§ **Collected data entries**:
══════
//! Auth flow tests against a mock token endpoint.

use std::sync::Arc;

use async_trait::async_trait;
use sonata_client::{AuthFlow, AuthorizationPrompt, CatalogClientError, ClientConfig, Credentials};
use wiremock::matchers::{body_string_contains, header, method, path};
use wiremock::{Mock, MockServer, ResponseTemplate};

fn token_config(mock_server: &MockServer) -> ClientConfig {
    ClientConfig::new()
        .with_token_url(format!("{}/api/token", mock_server.uri()))
        .with_authorize_url(format!("{}/authorize", mock_server.uri()))
}

fn token_body(refresh_token: Option<&str>, scope: Option<&str>) -> serde_json::Value {
    let mut body = serde_json::json!({
        "access_token": "access123",
        "token_type": "Bearer",
        "expires_in": 3600
    });
    if let Some(refresh_token) = refresh_token {
        body["refresh_token"] = refresh_token.into();
    }
    if let Some(scope) = scope {
        body["scope"] = scope.into();
    }
    body
}

// base64("client1:secret1")
const BASIC_CLIENT1: &str = "Basic Y2xpZW50MTpzZWNyZXQx";

/// Prompt that approves consent: echoes back the state the flow generated.
struct AutoApprove;

#[async_trait]
impl AuthorizationPrompt for AutoApprove {
    async fn authorize(&self, authorize_url: &str) -> sonata_client::Result<String> {
        let url = url::Url::parse(authorize_url).expect("authorize URL should parse");
        let state = url
            .query_pairs()
            .find(|(key, _)| key == "state")
            .map(|(_, value)| value.into_owned())
            .expect("authorize URL should carry a state");
        Ok(format!(
            "https://app.example.com/callback?code=authcode1&state={state}"
        ))
    }
}

/// Prompt that returns a callback with a forged state.
struct ForgedState;

#[async_trait]
impl AuthorizationPrompt for ForgedState {
    async fn authorize(&self, _authorize_url: &str) -> sonata_client::Result<String> {
        Ok("https://app.example.com/callback?code=authcode1&state=forged".to_string())
    }
}

/// Prompt simulating the resource owner denying consent.
struct DenyConsent;

#[async_trait]
impl AuthorizationPrompt for DenyConsent {
    async fn authorize(&self, authorize_url: &str) -> sonata_client::Result<String> {
        let url = url::Url::parse(authorize_url).expect("authorize URL should parse");
        let state = url
            .query_pairs()
            .find(|(key, _)| key == "state")
            .map(|(_, value)| value.into_owned())
            .expect("authorize URL should carry a state");
        Ok(format!(
            "https://app.example.com/callback?error=access_denied&state={state}"
        ))
    }
}

mod client_credentials {
    use super::*;

    #[tokio::test]
    async fn authenticate_yields_token_without_refresh_or_scopes() {
        let mock_server = MockServer::start().await;

        Mock::given(method("POST"))
            .and(path("/api/token"))
            .and(header("Authorization", BASIC_CLIENT1))
            .and(body_string_contains("grant_type=client_credentials"))
            .respond_with(ResponseTemplate::new(200).set_body_json(token_body(None, None)))
            .expect(1)
            .mount(&mock_server)
            .await;

        let flow = AuthFlow::client_credentials("client1", "secret1");
        let token = flow
            .authenticate(&reqwest::Client::new(), &token_config(&mock_server))
            .await
            .unwrap();

        assert_eq!(token.access_token, "access123");
        assert_eq!(token.token_type, "Bearer");
        assert_eq!(token.expires_in, 3600);
        assert!(token.refresh_token.is_none());
        assert!(token.scopes.is_empty());
    }

    #[tokio::test]
    async fn rejected_credentials_yield_auth_error() {
        let mock_server = MockServer::start().await;

        Mock::given(method("POST"))
            .and(path("/api/token"))
            .respond_with(ResponseTemplate::new(400).set_body_json(serde_json::json!({
                "error": "invalid_client",
                "error_description": "Invalid client secret"
            })))
            .mount(&mock_server)
            .await;

        let flow = AuthFlow::client_credentials("client1", "wrong-secret");
        let result = flow
            .authenticate(&reqwest::Client::new(), &token_config(&mock_server))
            .await;

        match result.unwrap_err() {
            CatalogClientError::Auth(err) => {
                assert_eq!(err.error, "invalid_client");
                assert_eq!(err.description.as_deref(), Some("Invalid client secret"));
            }
            e => panic!("Expected Auth error, got: {e:?}"),
        }
    }

    #[tokio::test]
    async fn refresh_fails_without_touching_the_network() {
        let mock_server = MockServer::start().await;

        // The fixed refusal must never become a request.
        Mock::given(method("POST"))
            .and(path("/api/token"))
            .respond_with(ResponseTemplate::new(200).set_body_json(token_body(None, None)))
            .expect(0)
            .mount(&mock_server)
            .await;

        let flow = AuthFlow::client_credentials("client1", "secret1");
        let result = flow
            .request_refreshed_token(
                &reqwest::Client::new(),
                &token_config(&mock_server),
                "some-refresh-token",
            )
            .await;

        match result.unwrap_err() {
            CatalogClientError::Auth(err) => assert_eq!(err.error, "unsupported_grant_type"),
            e => panic!("Expected Auth error, got: {e:?}"),
        }
    }

    #[tokio::test]
    async fn transport_failure_is_normalized_into_auth_error() {
        let config = ClientConfig::new().with_token_url("http://127.0.0.1:9/api/token");

        let flow = AuthFlow::client_credentials("client1", "secret1");
        let result = flow.authenticate(&reqwest::Client::new(), &config).await;

        match result.unwrap_err() {
            CatalogClientError::Auth(err) => assert_eq!(err.error, "transport_error"),
            e => panic!("Expected Auth error, got: {e:?}"),
        }
    }
}

mod authorization_code {
    use super::*;

    #[tokio::test]
    async fn consent_roundtrip_exchanges_the_code() {
        let mock_server = MockServer::start().await;

        Mock::given(method("POST"))
            .and(path("/api/token"))
            .and(header("Authorization", BASIC_CLIENT1))
            .and(body_string_contains("grant_type=authorization_code"))
            .and(body_string_contains("code=authcode1"))
            .respond_with(ResponseTemplate::new(200).set_body_json(token_body(
                Some("refresh123"),
                Some("user-read-private playlist-modify-public"),
            )))
            .expect(1)
            .mount(&mock_server)
            .await;

        let flow = AuthFlow::authorization_code(
            Credentials::new("client1", "secret1"),
            "https://app.example.com/callback",
            vec![
                "user-read-private".to_string(),
                "playlist-modify-public".to_string(),
            ],
            Arc::new(AutoApprove),
        );

        let token = flow
            .authenticate(&reqwest::Client::new(), &token_config(&mock_server))
            .await
            .unwrap();

        assert_eq!(token.refresh_token.as_deref(), Some("refresh123"));
        assert_eq!(
            token.scopes,
            vec!["user-read-private", "playlist-modify-public"]
        );
    }

    #[tokio::test]
    async fn forged_state_aborts_before_the_token_exchange() {
        let mock_server = MockServer::start().await;

        Mock::given(method("POST"))
            .and(path("/api/token"))
            .respond_with(ResponseTemplate::new(200).set_body_json(token_body(None, None)))
            .expect(0)
            .mount(&mock_server)
            .await;

        let flow = AuthFlow::authorization_code(
            Credentials::new("client1", "secret1"),
            "https://app.example.com/callback",
            vec![],
            Arc::new(ForgedState),
        );

        let result = flow
            .authenticate(&reqwest::Client::new(), &token_config(&mock_server))
            .await;

        match result.unwrap_err() {
            CatalogClientError::Auth(err) => {
                assert_eq!(err.error, "wrong_state");
                assert!(err.description.unwrap().contains("forged"));
            }
            e => panic!("Expected Auth error, got: {e:?}"),
        }
    }

    #[tokio::test]
    async fn denied_consent_aborts_before_the_token_exchange() {
        let mock_server = MockServer::start().await;

        Mock::given(method("POST"))
            .and(path("/api/token"))
            .respond_with(ResponseTemplate::new(200).set_body_json(token_body(None, None)))
            .expect(0)
            .mount(&mock_server)
            .await;

        let flow = AuthFlow::authorization_code(
            Credentials::new("client1", "secret1"),
            "https://app.example.com/callback",
            vec![],
            Arc::new(DenyConsent),
        );

        let result = flow
            .authenticate(&reqwest::Client::new(), &token_config(&mock_server))
            .await;

        match result.unwrap_err() {
            CatalogClientError::Auth(err) => assert_eq!(err.error, "access_denied"),
            e => panic!("Expected Auth error, got: {e:?}"),
        }
    }

    #[tokio::test]
    async fn refresh_sends_the_refresh_grant_with_basic_auth() {
        let mock_server = MockServer::start().await;

        Mock::given(method("POST"))
            .and(path("/api/token"))
            .and(header("Authorization", BASIC_CLIENT1))
            .and(body_string_contains("grant_type=refresh_token"))
            .and(body_string_contains("refresh_token=refresh123"))
            .respond_with(ResponseTemplate::new(200).set_body_json(token_body(None, None)))
            .expect(1)
            .mount(&mock_server)
            .await;

        let flow = AuthFlow::authorization_code(
            Credentials::new("client1", "secret1"),
            "https://app.example.com/callback",
            vec![],
            Arc::new(AutoApprove),
        );

        let token = flow
            .request_refreshed_token(
                &reqwest::Client::new(),
                &token_config(&mock_server),
                "refresh123",
            )
            .await
            .unwrap();

        assert_eq!(token.access_token, "access123");
    }
}

mod authorization_code_with_pkce {
    use super::*;

    fn pkce_flow() -> AuthFlow {
        AuthFlow::authorization_code_with_pkce(
            Credentials::new("client1", "secret1"),
            "https://app.example.com/callback",
            vec![],
        )
    }

    #[tokio::test]
    async fn interactive_authenticate_is_an_unimplemented_extension_point() {
        let mock_server = MockServer::start().await;

        Mock::given(method("POST"))
            .and(path("/api/token"))
            .respond_with(ResponseTemplate::new(200).set_body_json(token_body(None, None)))
            .expect(0)
            .mount(&mock_server)
            .await;

        let result = pkce_flow()
            .authenticate(&reqwest::Client::new(), &token_config(&mock_server))
            .await;

        match result.unwrap_err() {
            CatalogClientError::Auth(err) => assert_eq!(err.error, "unsupported_flow"),
            e => panic!("Expected Auth error, got: {e:?}"),
        }
    }

    #[tokio::test]
    async fn refresh_identifies_with_client_id_instead_of_basic_auth() {
        let mock_server = MockServer::start().await;

        Mock::given(method("POST"))
            .and(path("/api/token"))
            .and(body_string_contains("grant_type=refresh_token"))
            .and(body_string_contains("client_id=client1"))
            .respond_with(ResponseTemplate::new(200).set_body_json(token_body(None, None)))
            .expect(1)
            .mount(&mock_server)
            .await;

        let token = pkce_flow()
            .request_refreshed_token(
                &reqwest::Client::new(),
                &token_config(&mock_server),
                "refresh123",
            )
            .await
            .unwrap();
        assert_eq!(token.access_token, "access123");

        // No client secret may cross the wire for this flow.
        let requests = mock_server.received_requests().await.unwrap();
        assert_eq!(requests.len(), 1);
        let has_auth_header = requests[0]
            .headers
            .iter()
            .any(|(name, _)| name.to_string().eq_ignore_ascii_case("authorization"));
        assert!(!has_auth_header);
    }
}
══════
§ **Problem to work on**: For each line of the data that includes the word "format", return a copy of it.

§ **Answer to the exercise**:
        .with_token_url(format!("{}/api/token", mock_server.uri()))
        .with_authorize_url(format!("{}/authorize", mock_server.uri()))
        Ok(format!(
        Ok(format!(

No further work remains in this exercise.